MidPoint user interface is vulnerable to clickjacking. The attacker can embed midPoint user interface in a frame. The victim can be tricked into unknowingly initiating actions in the user interface. The issue was caused by a missing X-Frame-Options header.

This is medium-severity issue. There is a significant potential damage that an attacker can cause. The attack can be relatively easy on an uncustomized midPoint instance. However, midPoint user interface is almost always customized and configured to adapt to the specific environment. Therefore the attack is quite complex in practical cases, as it requires intimate knowledge of the deployment. Also, interaction of a privileged user is required.

MidPoint users are advised to upgrade their deployments to the latest builds from the support branches. MidPoint 3.6.x users are advised to upgrade to a newer midPoint version.

As this is a medium severity issue, it is not forcing official maintenance releases of midPoint. However, the fix is provided in all the support branches, except for midPoint 3.6 support branch.
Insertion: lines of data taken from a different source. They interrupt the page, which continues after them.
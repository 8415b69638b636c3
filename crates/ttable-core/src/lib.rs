//! ttable-core
//!
//! 探索エンジン向けの共有置換表（Transposition Table）。
//!
//! - [`tt`]: 置換表本体（エントリ・クラスター・probe/write・世代・確保・クリア）
//! - [`options`]: 置換表が名前で参照するエンジンオプション
//! - [`types`]: 置換表に格納する値の型
//!
//! ```
//! use ttable_core::tt::TranspositionTable;
//! use ttable_core::types::{Bound, Move, Value};
//!
//! let tt = TranspositionTable::with_size(1);
//! tt.new_search();
//!
//! let key = 0x0123_4567_89AB_CDEF;
//! let probe = tt.probe(key);
//! assert!(!probe.found);
//! probe.write(Value::new(42), false, Bound::Exact, 8, Move::NONE, Value::new(30));
//!
//! let hit = tt.probe(key);
//! assert!(hit.found);
//! assert_eq!(hit.data.value.raw(), 42);
//! ```

pub mod options;
pub mod tt;
pub mod types;

pub use options::{OptionError, OptionValue, OptionsMap};
pub use tt::{ProbeResult, TTData, TranspositionTable};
MidPoint 3.6 is using a different structural framework than later versions (i.e. it is not based on Spring Boot), therefore the fix cannot be directly backported. MidPoint 3.6 is also very close to the end of support, therefore midPoint 3.6 are strongly advised to upgrade to a newer midPoint versions as soon as possible. Albeit all those circumstances we can still provide fix for midPoint 3.6 in case that any midPoint subscriber asks for the fix.

This bug was reported by Yash Sodha (yashrs) by the means of EU-Free and Open Source Software Auditing (EU-FOSSA2) project.